NOTES TO CONSOLIDATED FINANCIAL STATEMENTS
(Unaudited)

1.     Basis of Presentation

      The unaudited financial statements presented herein have been prepared in accordance with the instructions to Form 10-Q and do not include all of the information and note disclosures required by accounting principles generally accepted in the United States. These statements should be read in conjunction with the consolidated financial statements, and notes thereto, included in the Form 10-K for the fiscal year ended February 28, 2002, of Capital Pacific Holdings, Inc. (the “Company”). In the opinion of management, the financial statements presented herein include all adjustments (which are solely of a normal recurring nature) necessary to present fairly the Company’s financial position and results of operations. The results of operations for the three month period ended May 31, 2002, are not necessarily indicative of the results that may be expected for the year ending February 28, 2003. The consolidated financial statements include the accounts of the Company, wholly-owned subsidiaries and certain majority owned joint ventures, as well as the accounts of Capital Pacific Holdings, LLC (“CPH LLC”), which is now wholly owned by the Company. All other investments are accounted for on the equity method. All significant intercompany balances and transactions have been eliminated in consolidation.

2.     Reclassifications

      Certain items in prior period financial statements have been reclassified in order to conform with the current year presentation.

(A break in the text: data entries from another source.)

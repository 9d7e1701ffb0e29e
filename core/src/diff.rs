//! Before/after comparison of two result sets, and of two promotion
//! matrices.

use crate::promotion::PromotionStatus;
use crate::result::EvaluationResultItem;
use crate::rules::PromotionRule;
use crate::types::{EmployeeId, RankCode};
use serde::{Deserialize, Serialize};
use std::collections::HashMap;

#[derive(Debug, Clone, Copy, PartialEq, Eq, Serialize, Deserialize)]
#[serde(rename_all = "snake_case")]
pub enum RankMovement {
    Up,
    Down,
    Unchanged,
}

impl RankMovement {
    /// Compares ordinals over the full S..E scale.
    pub fn between(before: RankCode, after: RankCode) -> Self {
        if after.is_better_than(before) {
            Self::Up
        } else if before.is_better_than(after) {
            Self::Down
        } else {
            Self::Unchanged
        }
    }
}

#[derive(Debug, Clone, PartialEq, Serialize, Deserialize)]
#[serde(rename_all = "camelCase")]
pub struct ResultDiff {
    pub employee_id: EmployeeId,
    pub before_rank: RankCode,
    pub after_rank: RankCode,
    pub before_total_score: f64,
    pub after_total_score: f64,
    pub before_promotion_status: PromotionStatus,
    pub after_promotion_status: PromotionStatus,
    pub rank_change: bool,
    pub promotion_change: bool,
    pub rank_movement: RankMovement,
    pub changed: bool,
}

#[derive(Debug, Clone, Copy, Default, PartialEq, Eq, Serialize, Deserialize)]
#[serde(rename_all = "camelCase")]
pub struct ImpactSummary {
    pub total_employees: usize,
    pub changed_employees: usize,
    pub unchanged_employees: usize,
    pub rank_up_count: usize,
    pub rank_down_count: usize,
    pub promote_count: usize,
    pub demote_count: usize,
}

#[derive(Debug, Clone, PartialEq, Serialize, Deserialize)]
pub struct ResultDiffReport {
    pub diffs: Vec<ResultDiff>,
    pub summary: ImpactSummary,
}

/// Diff every employee present in both sets, in `after` order.
///
/// Promotions and demotions count only on entry: an employee already in
/// a promotion status before is not counted again.
pub fn diff_results(
    before: &[EvaluationResultItem],
    after: &[EvaluationResultItem],
) -> ResultDiffReport {
    let before_by_id: HashMap<&str, &EvaluationResultItem> = before
        .iter()
        .map(|item| (item.employee_id.as_str(), item))
        .collect();

    let mut summary = ImpactSummary::default();
    let mut diffs = Vec::with_capacity(after.len());

    for after_item in after {
        let Some(before_item) = before_by_id.get(after_item.employee_id.as_str()) else {
            continue;
        };

        let rank_change = before_item.rank != after_item.rank;
        let promotion_change = before_item.promotion_status != after_item.promotion_status;
        let changed = rank_change || promotion_change;
        let rank_movement = RankMovement::between(before_item.rank, after_item.rank);

        summary.total_employees += 1;
        if changed {
            summary.changed_employees += 1;
        } else {
            summary.unchanged_employees += 1;
        }
        match rank_movement {
            RankMovement::Up => summary.rank_up_count += 1,
            RankMovement::Down => summary.rank_down_count += 1,
            RankMovement::Unchanged => {}
        }
        if after_item.promotion_status.is_promotion()
            && !before_item.promotion_status.is_promotion()
        {
            summary.promote_count += 1;
        }
        if after_item.promotion_status.is_demotion() && !before_item.promotion_status.is_demotion()
        {
            summary.demote_count += 1;
        }

        diffs.push(ResultDiff {
            employee_id: after_item.employee_id.clone(),
            before_rank: before_item.rank,
            after_rank: after_item.rank,
            before_total_score: before_item.total_score,
            after_total_score: after_item.total_score,
            before_promotion_status: before_item.promotion_status,
            after_promotion_status: after_item.promotion_status,
            rank_change,
            promotion_change,
            rank_movement,
            changed,
        });
    }

    ResultDiffReport { diffs, summary }
}

#[derive(Debug, Clone, Copy, PartialEq, Eq, Serialize, Deserialize)]
#[serde(rename_all = "camelCase")]
pub struct PromotionRuleChange {
    pub previous_rank: RankCode,
    pub next_rank: RankCode,
    pub before_level: i32,
    pub after_level: i32,
}

fn effective_level(rules: &[PromotionRule], previous: RankCode, next: RankCode) -> i32 {
    rules
        .iter()
        .find(|r| r.current_rank == previous && r.next_rank == next)
        .map(|r| r.promotion_level)
        .unwrap_or(0)
}

/// Every (previous, next) pair whose effective level differs between the
/// two matrices. Unmatched pairs count as level 0.
pub fn diff_promotion_rules(
    current: &[PromotionRule],
    draft: &[PromotionRule],
) -> Vec<PromotionRuleChange> {
    let mut changes = Vec::new();
    for previous_rank in RankCode::ALL {
        for next_rank in RankCode::ALL {
            let before_level = effective_level(current, previous_rank, next_rank);
            let after_level = effective_level(draft, previous_rank, next_rank);
            if before_level != after_level {
                changes.push(PromotionRuleChange {
                    previous_rank,
                    next_rank,
                    before_level,
                    after_level,
                });
            }
        }
    }
    changes
}
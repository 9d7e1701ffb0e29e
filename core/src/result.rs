//! Per-period evaluation output. Recomputed wholesale on every
//! recalculation, never patched in place.

use crate::aggregate::{QualitativeBreakdown, QuantitativeBreakdown};
use crate::promotion::PromotionStatus;
use crate::types::{EmployeeId, PeriodId, RankCode, Role, StoreId};
use chrono::{DateTime, Utc};
use serde::{Deserialize, Serialize};
use std::collections::HashMap;

#[derive(Debug, Clone, Default, PartialEq, Serialize, Deserialize)]
#[serde(rename_all = "camelCase")]
pub struct ResultDetail {
    pub qualitative_breakdown: Vec<QualitativeBreakdown>,
    pub quantitative_breakdown: Vec<QuantitativeBreakdown>,
}

#[derive(Debug, Clone, PartialEq, Serialize, Deserialize)]
#[serde(rename_all = "camelCase")]
pub struct EvaluationResultItem {
    pub employee_id: EmployeeId,
    pub employee_code: String,
    pub employee_name: String,
    pub role: Role,
    pub store_id: StoreId,
    /// Rounded sum of the two partial scores.
    pub total_score: f64,
    pub quantitative_score: f64,
    pub qualitative_score: f64,
    pub quantitative_rank: RankCode,
    pub qualitative_rank: RankCode,
    /// Final rank from the cross-matrix.
    pub rank: RankCode,
    pub overall_rank: u32,
    pub role_rank: u32,
    pub promotion_status: PromotionStatus,
    pub promotion_level: i32,
    pub promotion_reason: String,
    #[serde(default)]
    pub salary_adjustment: f64,
    pub detail: ResultDetail,
}

#[derive(Debug, Clone, PartialEq, Serialize, Deserialize)]
#[serde(rename_all = "camelCase")]
pub struct EvaluationResults {
    pub period: PeriodId,
    pub generated_at: DateTime<Utc>,
    pub items: Vec<EvaluationResultItem>,
}

impl EvaluationResults {
    /// Final rank per employee, for threading into the next period's
    /// promotion judgement.
    pub fn final_ranks(&self) -> HashMap<EmployeeId, RankCode> {
        self.items
            .iter()
            .map(|item| (item.employee_id.clone(), item.rank))
            .collect()
    }

    pub fn find(&self, employee_id: &str) -> Option<&EvaluationResultItem> {
        self.items.iter().find(|item| item.employee_id == employee_id)
    }
}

3.     Company Organization and Operations

      The Company is a regional builder and developer with operations throughout selected metropolitan areas of California, Texas, Arizona, Colorado and, until recently, Nevada. The Company’s principal business activities are to build and sell single-family homes. The Company’s single-family homes are targeted to entry-level, move-up and luxury buyers.

      In fiscal year 1998, the Company consummated an equity and restructuring transaction whereby the Company and certain of its subsidiaries transferred to CPH LLC substantially all of their respective assets and CPH LLC assumed all the liabilities of the Company and its subsidiaries. An unaffiliated investment company, California Housing Finance, L.P. (“CHF”) then acquired a 32.07% minority interest in CPH LLC as a result of a cash investment in CPH LLC. From fiscal 1998 through fiscal 2001, the Company expanded its operating strategy to encompass the acquisition and development of commercial and mixed-use projects, as well as ownership of existing commercial properties, primarily through non-majority investments in limited liability companies, with approximately 99% of the capital for these projects being provided by CHF. CPH, Inc. and CHF had contingent profits interests (after repayment of debt, the costs of the project, invested capital and preferred return, typically 12%) of approximately 30% to CPH, Inc. and 70% to CHF.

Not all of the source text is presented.